As I type this, Scotty is not home with us. He is in the NICU at a local hospital. The course of events that led up to this is still boggling my mind and please know, if you have called or texted in recent days and I haven't responded, it is because we are literally overwhelmed with what has happened.
The only way I can think to organize my thoughts at this point is to do a time line. This is what happened:
Tuesday, August 18th: Scotty is born!!! Great day
I had some complications after his birth. Long story short, I was unable to go to the bathroom two hours after delivery. I ended up passing out in the bathroom (naked, to my horror) on an L&D nurse. I eventually woke up and dragged back to bed. They took the catheter out but I was still unable to go. No biggie, said everyone, it will just take a few hours.
Several hours later, they put the catheter back in since I still couldn't go. They left it there overnight with a strict warning that if I was unable to go by the time I was discharged, I would have to go home with a catheter in. Not fun. Apparently, two theories were at play: 1.) during pushing, my brain "disconnected" from my bladder, kind like when your arm falls asleep. Those nerves are asleep and we need them to wake up, or 2.) during pushing, the urethra swelled and is causing a blockage from the bladder to the outside world. Wait a little and the swelling with go down.
Wednesday, August 19th: Scotty is doing great at breastfeeding. Good latch, very happy baby.
I am still unable to go. They cath me again (4th cath in 2 days) and send me home. I commented to the post partum nurse that I felt like a suicide bomber as she strapped the bag to my leg. She laughed.
We all head home, happy to be a family.
Thursday, August 20th: Scotty is really fussy and not taking the breast. He is crying a lot. We chalk it up to newborn status and attempt to get him to feed at every opportunity. Brian and I have now had about 5 hours of sleep since Sunday night. (up all night for the birth, little sleep on Tuesday, and NONE on Wednesday).

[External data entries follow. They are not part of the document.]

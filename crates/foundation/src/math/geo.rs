/// Geographic coordinate in WGS84 degrees, altitude in meters.
///
/// A coordinate is valid when both angles are finite and in range
/// (latitude in [-90, 90], longitude in [-180, 180]). Invalid coordinates
/// are filtered out at path ingestion and never stored in cached geometry.
#[derive(Debug, Copy, Clone, PartialEq)]
pub struct GeoCoordinate {
    pub latitude: f64,
    pub longitude: f64,
    pub altitude: Option<f64>,
}

impl GeoCoordinate {
    pub fn new(latitude: f64, longitude: f64) -> Self {
        Self {
            latitude,
            longitude,
            altitude: None,
        }
    }

    pub fn with_altitude(latitude: f64, longitude: f64, altitude: f64) -> Self {
        Self {
            latitude,
            longitude,
            altitude: Some(altitude),
        }
    }

    pub fn is_valid(&self) -> bool {
        self.latitude.is_finite()
            && self.longitude.is_finite()
            && (-90.0..=90.0).contains(&self.latitude)
            && (-180.0..=180.0).contains(&self.longitude)
    }
}

/// Geographic bounding rectangle between a north-west and a south-east corner.
///
/// A rectangle crosses the antimeridian when the west edge lies east of the
/// east edge (`top_left.longitude > bottom_right.longitude`); intersection
/// tests account for that by splitting the longitude span at the wrap.
#[derive(Debug, Copy, Clone, PartialEq)]
pub struct GeoRectangle {
    pub top_left: GeoCoordinate,
    pub bottom_right: GeoCoordinate,
}

impl GeoRectangle {
    pub fn new(top_left: GeoCoordinate, bottom_right: GeoCoordinate) -> Self {
        Self {
            top_left,
            bottom_right,
        }
    }

    /// The whole-world rectangle. Used as the conservative fallback when a
    /// viewport cannot be inverse-projected.
    pub fn world() -> Self {
        Self::new(GeoCoordinate::new(90.0, -180.0), GeoCoordinate::new(-90.0, 180.0))
    }

    /// Bounding rectangle of a coordinate sequence, or `None` when empty.
    ///
    /// Longitudes are bounded naively (min..max, no wrap minimization),
    /// matching the leftmost-point convention used for geometry wrapping.
    pub fn bounding(coords: &[GeoCoordinate]) -> Option<Self> {
        let first = coords.first()?;
        let mut north = first.latitude;
        let mut south = first.latitude;
        let mut west = first.longitude;
        let mut east = first.longitude;
        for c in &coords[1..] {
            north = north.max(c.latitude);
            south = south.min(c.latitude);
            west = west.min(c.longitude);
            east = east.max(c.longitude);
        }
        Some(Self::new(
            GeoCoordinate::new(north, west),
            GeoCoordinate::new(south, east),
        ))
    }

    fn latitude_overlap(&self, other: &Self) -> bool {
        self.bottom_right.latitude <= other.top_left.latitude
            && other.bottom_right.latitude <= self.top_left.latitude
    }

    /// Longitude span as up to two non-wrapping [west, east] intervals.
    fn lon_spans(&self) -> [Option<(f64, f64)>; 2] {
        let west = self.top_left.longitude;
        let east = self.bottom_right.longitude;
        if west <= east {
            [Some((west, east)), None]
        } else {
            // Crosses the antimeridian: split at +/-180.
            [Some((west, 180.0)), Some((-180.0, east))]
        }
    }

    pub fn intersects(&self, other: &Self) -> bool {
        if !self.latitude_overlap(other) {
            return false;
        }
        for a in self.lon_spans().into_iter().flatten() {
            for b in other.lon_spans().into_iter().flatten() {
                if a.0 <= b.1 && b.0 <= a.1 {
                    return true;
                }
            }
        }
        false
    }
}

Friday, August 21st: first ped appointment. Also find red/orange crystals in Scotty's urine, a sign of dehydration. The ped doesn't seem concerned and tells us to keep him at the breast for as long as possible. She gets him to latch on, but it's awful and it hurts. I request a consult with a lactation specialist; they are able to take us that afternoon. Ped would like to follow-up with us on Wednesday of next week.
The LC recommends we open a "breast-aurant" for the weekend. I.e. all boob, all the time. Brian and I are up at all hours, feeding every two hours and trying to wake up the baby to get him to latch on. He is incredibly sleepy and very difficult to wake up. Brian and I continue to become exhausted.
Saturday/Sunday: Feed, feed, feed. No sleep. Feed more. Scotty seems to be drinking more and my milk finally comes in on Saturday afternoon.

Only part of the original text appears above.